Stories of the death of the high street have been premature, agrees IGD chief executive Joanne Denney-Finch . "In recent years, there have been difficult trading conditions on the British high street, but these nominees demonstrate that rich pickings remain for high street businesses that satisfy the complex needs of UK shoppers," she says.
Though shoppers may actively seek out more low price goods when the economic going gets tough, they also tend to want to splash out on occasion - and because they've saved money on the cheaper own label goods, say, they'll have more money for such luxury items. Others will take the view that they'll buy fewer, but more premium goods.
"Value means different things to different shoppers," she explains. "The same shopper often hunts for value in terms of low price for one product, but sees value in terms of a combination of price, product and experience for another."
Unlike the big boys, smaller retailers that try to offer one-stop shop experiences can struggle. The clear polarisation among the 10 on the list between premium and low price shows there are ways to avoid getting squeezed in the middle of the market in the so-called "hourglass effect".
Having a genuinely innovative proposition helps and the 10 share an elusive 'X-factor' that others could find hard to imitate, says Rothwell. "
The multiples find it easy to tick the boxes of price focus, provenance and indulgence because of the scale of their offer. But these operators all succeed because of something extra," he says.
Some, such as Majestic Wine, make specialist knowledge their USP, while others use their unique in-store environments to tell a compelling story about their products or services.
"There is a lot of retail theatre involved in these brands, which gives them a certain wow factor, making them attractive to consumers and investors," he says. "While it's difficult to capture the full essence of any of these retailers with a few ticked boxes on a chart, you can see they all create a buzz in similar ways. They all offer a very personal service. Carluccio's and Abel & Cole, for instance, use their strengths to create a sense of value for customers, who leave feeling nicely treated."
Many of the chosen 10 have come up with novel ways to engage with their customer base. Hotel Chocolat, for instance, has an online tasting club, which has 100,000 members. "Hotel Chocolat has used the internet to ensure it has the most up-to-date customer insight," says Rothwell. "It's using the same tools to enter a difficult US market."
Starbucks has distinguished itself from other high-street coffee shops by selling CDs. The scheme has worked so well that customers now associate the brand with new, cutting-edge music, says IGD. At the value end of the spectrum, meanwhile, Poundland has impressed with its strong promotional management and constant rotation of offers.

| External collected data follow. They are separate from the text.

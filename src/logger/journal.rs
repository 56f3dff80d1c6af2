//! Typed engine events on top of the JSONL writer.

#![allow(missing_docs)]

use std::time::Duration;

use parking_lot::Mutex;

use crate::core::config::JournalConfig;
use crate::core::errors::BrtError;
use crate::logger::jsonl::{EventType, JsonlConfig, JsonlWriter, LogEntry, Severity};
use crate::rules::model::{Directory, Rule};
use crate::ruletree::mount::MountBuild;

/// Something worth a journal line.
#[derive(Debug, Clone, Copy)]
pub enum JournalEvent<'a> {
    EngineStarted {
        config_hash: &'a str,
        directories: usize,
        rules: usize,
    },
    TreeLoaded {
        source: &'a str,
        mount: &'a MountBuild,
    },
    DirectoryClaimed(&'a Directory),
    DirectoryUpdated(&'a Directory),
    ClaimRevoked(&'a Directory),
    RuleAdded {
        dir: &'a str,
        rule: &'a Rule,
        builds: &'a [MountBuild],
        elapsed: Duration,
    },
    /// A batch of rules applied with one rebuild per snapshot.
    RulesImported {
        rules: usize,
        builds: &'a [MountBuild],
        elapsed: Duration,
    },
    RuleRemoved {
        dir: &'a str,
        rule: &'a Rule,
        builds: &'a [MountBuild],
        elapsed: Duration,
    },
    RuleUpdated {
        dir: &'a str,
        rule: &'a Rule,
        builds: &'a [MountBuild],
        elapsed: Duration,
    },
    RebuildFailed {
        dir: &'a str,
        pattern: &'a str,
        error: &'a BrtError,
    },
}

/// Shared handle to the activity journal. A disabled journal accepts and
/// drops every event.
#[derive(Debug)]
pub struct Journal {
    writer: Option<Mutex<JsonlWriter>>,
}

impl Journal {
    #[must_use]
    pub fn open(config: &JournalConfig) -> Self {
        if !config.enabled {
            return Self::disabled();
        }
        Self {
            writer: Some(Mutex::new(JsonlWriter::open(JsonlConfig::from(config)))),
        }
    }

    #[must_use]
    pub const fn disabled() -> Self {
        Self { writer: None }
    }

    #[must_use]
    pub fn is_enabled(&self) -> bool {
        self.writer.is_some()
    }

    pub fn record(&self, event: JournalEvent<'_>) {
        if let Some(writer) = &self.writer {
            writer.lock().write_entry(&entry_for(event));
        }
    }

    pub fn flush(&self) {
        if let Some(writer) = &self.writer {
            writer.lock().fsync();
        }
    }
}

fn entry_for(event: JournalEvent<'_>) -> LogEntry {
    match event {
        JournalEvent::EngineStarted {
            config_hash,
            directories,
            rules,
        } => {
            let mut entry = LogEntry::new(EventType::EngineStart, Severity::Info);
            entry.config_hash = Some(config_hash.to_string());
            entry.version = Some(env!("CARGO_PKG_VERSION").to_string());
            entry.directories = Some(directories as u64);
            entry.rules = Some(rules as u64);
            entry
        }
        JournalEvent::TreeLoaded { source, mount } => {
            let kind = if mount.replaced {
                EventType::TreeReplaced
            } else {
                EventType::TreeLoaded
            };
            let mut entry = LogEntry::new(kind, Severity::Info);
            entry.path = Some(mount.root.clone());
            entry.source = Some(source.to_string());
            with_builds(&mut entry, std::slice::from_ref(mount), mount.build.elapsed);
            entry
        }
        JournalEvent::DirectoryClaimed(directory) => {
            directory_entry(EventType::DirectoryClaimed, directory)
        }
        JournalEvent::DirectoryUpdated(directory) => {
            directory_entry(EventType::DirectoryUpdated, directory)
        }
        JournalEvent::ClaimRevoked(directory) => directory_entry(EventType::ClaimRevoked, directory),
        JournalEvent::RuleAdded {
            dir,
            rule,
            builds,
            elapsed,
        } => rule_entry(EventType::RuleAdded, dir, rule, builds, elapsed),
        JournalEvent::RulesImported {
            rules,
            builds,
            elapsed,
        } => {
            let mut entry = LogEntry::new(EventType::RulesImported, Severity::Info);
            entry.rules = Some(rules as u64);
            with_builds(&mut entry, builds, elapsed);
            entry
        }
        JournalEvent::RuleRemoved {
            dir,
            rule,
            builds,
            elapsed,
        } => rule_entry(EventType::RuleRemoved, dir, rule, builds, elapsed),
        JournalEvent::RuleUpdated {
            dir,
            rule,
            builds,
            elapsed,
        } => rule_entry(EventType::RuleUpdated, dir, rule, builds, elapsed),
        JournalEvent::RebuildFailed {
            dir,
            pattern,
            error,
        } => {
            let mut entry = LogEntry::new(EventType::RebuildFailed, Severity::Error);
            entry.path = Some(dir.to_string());
            entry.pattern = Some(pattern.to_string());
            entry.ok = Some(false);
            entry.error_code = Some(error.code().to_string());
            entry.error_message = Some(error.to_string());
            entry
        }
    }
}

fn directory_entry(kind: EventType, directory: &Directory) -> LogEntry {
    let mut entry = LogEntry::new(kind, Severity::Info);
    entry.path = Some(directory.path.clone());
    entry.claimed_by = Some(directory.claimed_by.clone());
    entry.ok = Some(true);
    entry
}

fn rule_entry(
    kind: EventType,
    dir: &str,
    rule: &Rule,
    builds: &[MountBuild],
    elapsed: Duration,
) -> LogEntry {
    let mut entry = LogEntry::new(kind, Severity::Info);
    entry.path = Some(dir.to_string());
    entry.rule_id = Some(rule.id);
    entry.pattern = Some(rule.pattern.clone());
    entry.backup_type = Some(rule.backup_type.as_str().to_string());
    with_builds(&mut entry, builds, elapsed);
    entry
}

fn with_builds(entry: &mut LogEntry, builds: &[MountBuild], elapsed: Duration) {
    entry.rebuilt = Some(builds.iter().map(|b| b.root.clone()).collect());
    entry.processed = Some(builds.iter().map(|b| b.build.processed).sum());
    entry.assigned = Some(builds.iter().map(|b| b.build.assigned).sum());
    entry.reused = Some(builds.iter().map(|b| b.build.reused).sum());
    entry.duration_ms = Some(u64::try_from(elapsed.as_millis()).unwrap_or(u64::MAX));
    entry.ok = Some(true);
}

#[cfg(test)]
mod tests {
    use super::*;
    use crate::rules::model::BackupType;
    use crate::ruletree::builder::BuildReport;

    fn lines(path: &std::path::Path) -> Vec<serde_json::Value> {
        std::fs::read_to_string(path)
            .unwrap()
            .lines()
            .map(|line| serde_json::from_str(line).unwrap())
            .collect()
    }

    fn journal(path: std::path::PathBuf) -> Journal {
        Journal::open(&JournalConfig {
            path,
            ..JournalConfig::default()
        })
    }

    #[test]
    fn rule_events_carry_rebuild_counts() {
        let dir = tempfile::tempdir().unwrap();
        let path = dir.path().join("journal.jsonl");
        let journal = journal(path.clone());

        let rule = Rule::new(7, "*.txt", BackupType::IBackup);
        let builds = [MountBuild {
            root: "/s/".to_string(),
            replaced: true,
            build: BuildReport {
                processed: 3,
                assigned: 1,
                reused: 2,
                ..BuildReport::default()
            },
        }];
        journal.record(JournalEvent::RuleAdded {
            dir: "/s/a/",
            rule: &rule,
            builds: &builds,
            elapsed: Duration::from_millis(12),
        });
        journal.record(JournalEvent::RulesImported {
            rules: 4,
            builds: &builds,
            elapsed: Duration::from_millis(5),
        });
        journal.flush();

        let lines = lines(&path);
        assert_eq!(lines[0]["event"], "rule_added");
        assert_eq!(lines[0]["pattern"], "*.txt");
        assert_eq!(lines[0]["backup_type"], "ibackup");
        assert_eq!(lines[0]["rebuilt"][0], "/s/");
        assert_eq!(lines[0]["reused"], 2);
        assert_eq!(lines[0]["duration_ms"], 12);
        assert_eq!(lines[1]["event"], "rules_imported");
        assert_eq!(lines[1]["rules"], 4);
        assert_eq!(lines[1]["processed"], 3);
        assert!(lines[1].get("pattern").is_none());
    }

    #[test]
    fn failures_record_error_code() {
        let dir = tempfile::tempdir().unwrap();
        let path = dir.path().join("journal.jsonl");
        let journal = journal(path.clone());

        let error = BrtError::decode("upper tree", "truncated");
        journal.record(JournalEvent::RebuildFailed {
            dir: "/s/",
            pattern: "*",
            error: &error,
        });
        journal.flush();

        let lines = lines(&path);
        assert_eq!(lines[0]["severity"], "error");
        assert_eq!(lines[0]["error_code"], "BRT-2301");
        assert_eq!(lines[0]["ok"], false);
    }

    #[test]
    fn disabled_journal_writes_nothing() {
        let dir = tempfile::tempdir().unwrap();
        let path = dir.path().join("journal.jsonl");
        let journal = Journal::open(&JournalConfig {
            enabled: false,
            path: path.clone(),
            ..JournalConfig::default()
        });
        assert!(!journal.is_enabled());
        journal.record(JournalEvent::ClaimRevoked(&Directory::new("/s/", "bob")));
        assert!(!path.exists());
    }
}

A multi-channel strategy is also a common attribute, with four of the 10 to watch already fully multi-channel and two more moving in this direction. The internet has been a key growth driver for the likes of Hotel Chocolat, Majestic Wine and Abel & Cole, which is now also planning a move into bricks and mortar with a range of farm shops. Meanwhile, Wilkinson and Poundland have strong online aspirations.
Whether aided by superb market insight or by sheer good fortune, these 10 retailers have all successfully tapped into consumer trends. The story is very much one of low price or premium indulgence -woe betide those occupying the middle ground. n
Ten retailers To Watch
This wine warehouse has an innovative model and location strategy that has helped boost customer product knowledge and awareness. The company is playing a key role in adding value to the entire category. "Majestic touches its customers in a special way, improving their knowledge and enabling them to become connoisseurs. It stretches them and encourages them to learn by trying different products," says report author and senior IGD analyst Gavin Rothwell.
Singled out for its strong value proposition across a range that successfully fuses consistency and exciting new products, Poundland also boasts an efficient supply chain that allows for a strong range of promotions. The business has been trading since 1990 and reached the 100-store milestone in 2003, and now has more than 150. Owned by venture capitalist Advent Capital, the retailer has two distribution centres in the West Midlands with joint capacity of more than 500,000 sq ft.
Pret A Manger
Pret's reinvention of the fast food model, with a strong focus on freshness, ethics and quality, made it an attractive target for buyers and in February, a majority stake was sold to Bridgepoint Capital and Goldman Sachs for £345m. The sandwich company, which has stores in the UK, US and Hong Kong, plans to open 30 more outlets this year, taking the total to 200. In the UK, the London-centric retailer is looking to expand into other regional centres.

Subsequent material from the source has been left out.